Several studies have reported that shift work is associated with various kinds of metabolic disorders, e.g., obesity, metabolic syndrome, diabetes, hypertension, insulin resistance, and cardiovascular disease [39,40,41] and promotes dyslipidemia [42], hormonal appetite control [43], alters glucose metabolism [44], and electrocardiogram QTc interval [45]. The biological differences between day-shift and night-shift workers include misalignments of rhythmic physiological systems, hormonal imbalance (melatonin and cortisol), activation of the autonomic nervous system, inflammation, higher level of oxidative stress and lower levels of antioxidants, exposure to artificial light at night, sleep deprivation with depressive symptoms, and reduced brain volumes in the gray matter of postcentral gyrus, right paracentral lobule, and left superior temporal gyrus [46,47,48,49].

HOMA is a method used to assess insulin resistance and β-cell function using fasting serum glucose and insulin concentration [29]. We assessed insulin resistance in the various shift workers. The normal and abnormal proportions of HOMA-IR between different shift workers were determined using a cutoff <2.5 and >2.5. We found the highest proportion of abnormal HOMA-IR in night-shift workers, succeeded by rotational shift and day-shift workers, and this was consistent with the findings noted in healthcare shift workers [50], rotational night-shift healthcare workers [51], and policemen working in shifts [52]. Esquirol et al. [53] compared the HOMA-IR in shift workers and day workers and found no noteworthy alteration. In the present study, we observed an increased HOMA-IR in shift workers, but the difference was not significant.

Individuals with a risk of metabolic syndrome, insulin resistance, and obesity have associated altered adipokine secretion, accompanied by low-grade inflammation. This state gives rise to diabetes, hypertension, and progression of cardiovascular disease. In the present study, we assessed adipokines in industrial workers working in different shifts. Crispim et al. reported reduced adiponectin concentration and increased leptin concentration in early morning shift workers compared with daytime workers [26, 43]. In the present study, we observed lower levels of adiponectin and higher levels of leptin in night-shift workers compared with day-shift workers. In contrast to higher serum leptin levels and LAR, we found significantly lower serum adiponectin levels in night-shift workers. Mota et al. [54] reported excessive sleep in the daytime in those with a lower serum leptin concentration.
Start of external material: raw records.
//! Application configuration schemas.
//!
//! All configuration structs are deserialized from TOML files via the
//! `config` crate. Each sub-module represents a logical configuration
//! section. Every field carries a serde default so a partial file (or no
//! file at all) still produces a usable configuration.

pub mod discord;
pub mod logging;
pub mod platform;
pub mod retry;
pub mod scheduler;
pub mod storage;

use serde::{Deserialize, Serialize};

pub use self::discord::DiscordConfig;
pub use self::logging::LoggingConfig;
pub use self::platform::{PlatformsConfig, TwitchConfig, YouTubeConfig};
pub use self::retry::RetryConfig;
pub use self::scheduler::SchedulerConfig;
pub use self::storage::{BackupConfig, BackupProviderKind, StorageConfig, WebDavBackupConfig};

use crate::error::AppError;

/// Environment variable prefix for configuration overrides.
pub const ENV_PREFIX: &str = "LIVEWATCH";

/// Root application configuration.
#[derive(Debug, Clone, Default, Serialize, Deserialize)]
pub struct AppConfig {
    /// Polling scheduler settings.
    #[serde(default)]
    pub scheduler: SchedulerConfig,
    /// Adapter retry policy settings.
    #[serde(default)]
    pub retry: RetryConfig,
    /// Durable state file settings.
    #[serde(default)]
    pub storage: StorageConfig,
    /// Remote backup settings.
    #[serde(default)]
    pub backup: BackupConfig,
    /// Streaming platform credentials.
    #[serde(default)]
    pub platforms: PlatformsConfig,
    /// Chat platform settings.
    #[serde(default)]
    pub discord: DiscordConfig,
    /// Logging settings.
    #[serde(default)]
    pub logging: LoggingConfig,
}

impl AppConfig {
    /// Load configuration from a single TOML file plus environment overrides.
    ///
    /// Environment variables use the form `LIVEWATCH__SECTION__KEY`.
    pub fn load(path: &str) -> Result<Self, AppError> {
        Self::build(&[path])
    }

    /// Load `config/default`, then the `config/{env}` overlay, then
    /// environment overrides.
    pub fn load_layered(base_path: &str, env: &str) -> Result<Self, AppError> {
        let overlay = format!("config/{env}");
        Self::build(&[base_path, &overlay])
    }

    fn build(paths: &[&str]) -> Result<Self, AppError> {
        let mut builder = config::Config::builder();
        for path in paths {
            builder = builder.add_source(config::File::with_name(path).required(false));
        }

        let config = builder
            .add_source(
                config::Environment::with_prefix(ENV_PREFIX)
                    .prefix_separator("__")
                    .separator("__")
                    .try_parsing(true),
            )
            .build()
            .map_err(|e| AppError::configuration(format!("Failed to build config: {e}")))?;

        config
            .try_deserialize()
            .map_err(|e| AppError::configuration(format!("Failed to deserialize config: {e}")))
    }
}

fn default_true() -> bool {
    true
}
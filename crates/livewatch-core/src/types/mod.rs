//! Shared value types: typed identifiers, platforms, and live status.

pub mod id;
pub mod live;
pub mod platform;

pub use id::{ChannelId, CommunityId, MemberId, RoleId};
pub use live::LiveStatus;
pub use platform::Platform;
Schiavo-Cardozo et al. [55] reported that altered adipokines are associated with behavioral changes in diet, sleep, increased adiposity, and linked metabolic alterations.

Our study limitations include lack of evaluation of workers for their physical activity, nutritional status, diet, energy expenditure, and food consumption recordings. Another limitation is the sample size derived in the present study using power calculation, which is related to the equal size in the 3 groups: day, rotation, and night. The sample size in the rotational and night-shift groups was found to be inadequate. We recommend comparing groups with an adequate sample size and the inclusion of lifestyle factors in future studies.

Conclusions

Night-shift workers are vulnerable to a higher risk of metabolic syndrome, insulin resistance, and serum adipokine level alterations. Interventional approaches are needed to minimize the metabolic disorders arising from shift work.